● **PROBLEM STATEMENT**
Your output should contain every record, unchanged.

● **DATA TO USE**

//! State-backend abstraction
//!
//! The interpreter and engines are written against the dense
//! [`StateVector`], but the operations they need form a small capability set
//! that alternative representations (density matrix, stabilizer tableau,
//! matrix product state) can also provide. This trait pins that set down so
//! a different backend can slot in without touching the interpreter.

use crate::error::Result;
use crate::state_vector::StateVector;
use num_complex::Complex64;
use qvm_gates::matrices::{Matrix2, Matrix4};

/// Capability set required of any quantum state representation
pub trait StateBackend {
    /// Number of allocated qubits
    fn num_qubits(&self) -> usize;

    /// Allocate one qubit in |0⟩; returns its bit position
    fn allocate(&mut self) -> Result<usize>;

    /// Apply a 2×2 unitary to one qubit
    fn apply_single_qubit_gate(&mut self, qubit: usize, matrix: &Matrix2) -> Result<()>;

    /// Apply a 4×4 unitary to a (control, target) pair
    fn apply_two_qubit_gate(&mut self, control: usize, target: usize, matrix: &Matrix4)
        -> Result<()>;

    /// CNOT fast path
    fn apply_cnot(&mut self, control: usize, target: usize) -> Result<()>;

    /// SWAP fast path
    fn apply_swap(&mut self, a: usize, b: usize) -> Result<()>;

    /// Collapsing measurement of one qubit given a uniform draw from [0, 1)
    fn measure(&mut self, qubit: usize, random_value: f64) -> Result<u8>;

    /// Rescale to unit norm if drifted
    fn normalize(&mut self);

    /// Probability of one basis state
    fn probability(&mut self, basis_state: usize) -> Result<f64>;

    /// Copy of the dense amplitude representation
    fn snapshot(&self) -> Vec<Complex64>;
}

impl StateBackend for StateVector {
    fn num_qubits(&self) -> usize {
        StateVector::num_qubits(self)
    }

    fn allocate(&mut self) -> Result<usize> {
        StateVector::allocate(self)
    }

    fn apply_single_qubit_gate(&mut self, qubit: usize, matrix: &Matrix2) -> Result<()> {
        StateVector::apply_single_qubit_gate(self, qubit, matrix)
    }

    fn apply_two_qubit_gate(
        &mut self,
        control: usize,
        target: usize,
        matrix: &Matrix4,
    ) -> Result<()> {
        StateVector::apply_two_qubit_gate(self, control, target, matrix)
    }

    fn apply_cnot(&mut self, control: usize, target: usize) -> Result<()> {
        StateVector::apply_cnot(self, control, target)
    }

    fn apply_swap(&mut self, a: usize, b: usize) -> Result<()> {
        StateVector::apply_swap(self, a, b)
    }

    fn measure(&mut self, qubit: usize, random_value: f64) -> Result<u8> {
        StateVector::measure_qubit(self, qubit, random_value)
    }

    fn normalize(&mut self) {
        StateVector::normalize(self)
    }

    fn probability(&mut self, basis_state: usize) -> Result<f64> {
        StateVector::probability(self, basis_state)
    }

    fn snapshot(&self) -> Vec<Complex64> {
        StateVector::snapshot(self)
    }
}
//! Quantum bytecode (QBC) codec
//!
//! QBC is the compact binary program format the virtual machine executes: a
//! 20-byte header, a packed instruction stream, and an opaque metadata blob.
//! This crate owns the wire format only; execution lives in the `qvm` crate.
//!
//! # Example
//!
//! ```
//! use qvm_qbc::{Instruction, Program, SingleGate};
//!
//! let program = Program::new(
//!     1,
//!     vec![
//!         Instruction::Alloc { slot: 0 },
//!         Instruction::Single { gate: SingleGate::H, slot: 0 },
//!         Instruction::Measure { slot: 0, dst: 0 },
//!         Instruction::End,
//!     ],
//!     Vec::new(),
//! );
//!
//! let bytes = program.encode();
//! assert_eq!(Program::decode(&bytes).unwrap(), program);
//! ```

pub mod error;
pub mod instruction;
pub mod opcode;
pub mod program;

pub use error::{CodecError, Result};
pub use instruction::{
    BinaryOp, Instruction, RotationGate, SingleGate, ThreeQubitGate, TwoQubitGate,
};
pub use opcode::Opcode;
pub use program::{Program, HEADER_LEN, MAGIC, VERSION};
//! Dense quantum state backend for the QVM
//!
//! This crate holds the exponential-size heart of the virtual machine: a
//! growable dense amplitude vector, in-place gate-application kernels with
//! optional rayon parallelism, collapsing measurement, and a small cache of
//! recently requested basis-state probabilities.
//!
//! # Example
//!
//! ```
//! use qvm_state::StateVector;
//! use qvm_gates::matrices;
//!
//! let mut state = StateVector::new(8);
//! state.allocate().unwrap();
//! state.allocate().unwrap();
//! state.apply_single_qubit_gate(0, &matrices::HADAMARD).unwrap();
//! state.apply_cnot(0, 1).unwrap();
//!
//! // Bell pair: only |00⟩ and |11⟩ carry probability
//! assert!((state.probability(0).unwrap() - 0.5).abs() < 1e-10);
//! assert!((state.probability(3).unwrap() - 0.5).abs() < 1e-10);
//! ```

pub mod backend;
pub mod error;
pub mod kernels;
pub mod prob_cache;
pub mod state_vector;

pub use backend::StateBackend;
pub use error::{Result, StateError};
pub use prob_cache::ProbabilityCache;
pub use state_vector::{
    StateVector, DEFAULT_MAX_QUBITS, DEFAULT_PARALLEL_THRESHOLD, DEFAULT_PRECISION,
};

● **ANSWER TO THIS EXERCISE**
//! State-backend abstraction
//!
//! The interpreter and engines are written against the dense
//! [`StateVector`], but the operations they need form a small capability set
//! that alternative representations (density matrix, stabilizer tableau,
//! matrix product state) can also provide. This trait pins that set down so
//! a different backend can slot in without touching the interpreter.

use crate::error::Result;
use crate::state_vector::StateVector;
use num_complex::Complex64;
use qvm_gates::matrices::{Matrix2, Matrix4};

/// Capability set required of any quantum state representation
pub trait StateBackend {
    /// Number of allocated qubits
    fn num_qubits(&self) -> usize;

    /// Allocate one qubit in |0⟩; returns its bit position
    fn allocate(&mut self) -> Result<usize>;

    /// Apply a 2×2 unitary to one qubit
    fn apply_single_qubit_gate(&mut self, qubit: usize, matrix: &Matrix2) -> Result<()>;

    /// Apply a 4×4 unitary to a (control, target) pair
    fn apply_two_qubit_gate(&mut self, control: usize, target: usize, matrix: &Matrix4)
        -> Result<()>;

    /// CNOT fast path
    fn apply_cnot(&mut self, control: usize, target: usize) -> Result<()>;

    /// SWAP fast path
    fn apply_swap(&mut self, a: usize, b: usize) -> Result<()>;

    /// Collapsing measurement of one qubit given a uniform draw from [0, 1)
    fn measure(&mut self, qubit: usize, random_value: f64) -> Result<u8>;

    /// Rescale to unit norm if drifted
    fn normalize(&mut self);

    /// Probability of one basis state
    fn probability(&mut self, basis_state: usize) -> Result<f64>;

    /// Copy of the dense amplitude representation
    fn snapshot(&self) -> Vec<Complex64>;
}

impl StateBackend for StateVector {
    fn num_qubits(&self) -> usize {
        StateVector::num_qubits(self)
    }

    fn allocate(&mut self) -> Result<usize> {
        StateVector::allocate(self)
    }

    fn apply_single_qubit_gate(&mut self, qubit: usize, matrix: &Matrix2) -> Result<()> {
        StateVector::apply_single_qubit_gate(self, qubit, matrix)
    }

    fn apply_two_qubit_gate(
        &mut self,
        control: usize,
        target: usize,
        matrix: &Matrix4,
    ) -> Result<()> {
        StateVector::apply_two_qubit_gate(self, control, target, matrix)
    }

    fn apply_cnot(&mut self, control: usize, target: usize) -> Result<()> {
        StateVector::apply_cnot(self, control, target)
    }

    fn apply_swap(&mut self, a: usize, b: usize) -> Result<()> {
        StateVector::apply_swap(self, a, b)
    }

    fn measure(&mut self, qubit: usize, random_value: f64) -> Result<u8> {
        StateVector::measure_qubit(self, qubit, random_value)
    }

    fn normalize(&mut self) {
        StateVector::normalize(self)
    }

    fn probability(&mut self, basis_state: usize) -> Result<f64> {
        StateVector::probability(self, basis_state)
    }

    fn snapshot(&self) -> Vec<Complex64> {
        StateVector::snapshot(self)
    }
}
//! Quantum bytecode (QBC) codec
//!
//! QBC is the compact binary program format the virtual machine executes: a
//! 20-byte header, a packed instruction stream, and an opaque metadata blob.
//! This crate owns the wire format only; execution lives in the `qvm` crate.
//!
//! # Example
//!
//! ```
//! use qvm_qbc::{Instruction, Program, SingleGate};
//!
//! let program = Program::new(
//!     1,
//!     vec![
//!         Instruction::Alloc { slot: 0 },
//!         Instruction::Single { gate: SingleGate::H, slot: 0 },
//!         Instruction::Measure { slot: 0, dst: 0 },
//!         Instruction::End,
//!     ],
//!     Vec::new(),
//! );
//!
//! let bytes = program.encode();
//! assert_eq!(Program::decode(&bytes).unwrap(), program);
//! ```

pub mod error;
pub mod instruction;
pub mod opcode;
pub mod program;

pub use error::{CodecError, Result};
pub use instruction::{
    BinaryOp, Instruction, RotationGate, SingleGate, ThreeQubitGate, TwoQubitGate,
};
pub use opcode::Opcode;
pub use program::{Program, HEADER_LEN, MAGIC, VERSION};
//! Dense quantum state backend for the QVM
//!
//! This crate holds the exponential-size heart of the virtual machine: a
//! growable dense amplitude vector, in-place gate-application kernels with
//! optional rayon parallelism, collapsing measurement, and a small cache of
//! recently requested basis-state probabilities.
//!
//! # Example
//!
//! ```
//! use qvm_state::StateVector;
//! use qvm_gates::matrices;
//!
//! let mut state = StateVector::new(8);
//! state.allocate().unwrap();
//! state.allocate().unwrap();
//! state.apply_single_qubit_gate(0, &matrices::HADAMARD).unwrap();
//! state.apply_cnot(0, 1).unwrap();
//!
//! // Bell pair: only |00⟩ and |11⟩ carry probability
//! assert!((state.probability(0).unwrap() - 0.5).abs() < 1e-10);
//! assert!((state.probability(3).unwrap() - 0.5).abs() < 1e-10);
//! ```

pub mod backend;
pub mod error;
pub mod kernels;
pub mod prob_cache;
pub mod state_vector;

pub use backend::StateBackend;
pub use error::{Result, StateError};
pub use prob_cache::ProbabilityCache;
pub use state_vector::{
    StateVector, DEFAULT_MAX_QUBITS, DEFAULT_PARALLEL_THRESHOLD, DEFAULT_PRECISION,
};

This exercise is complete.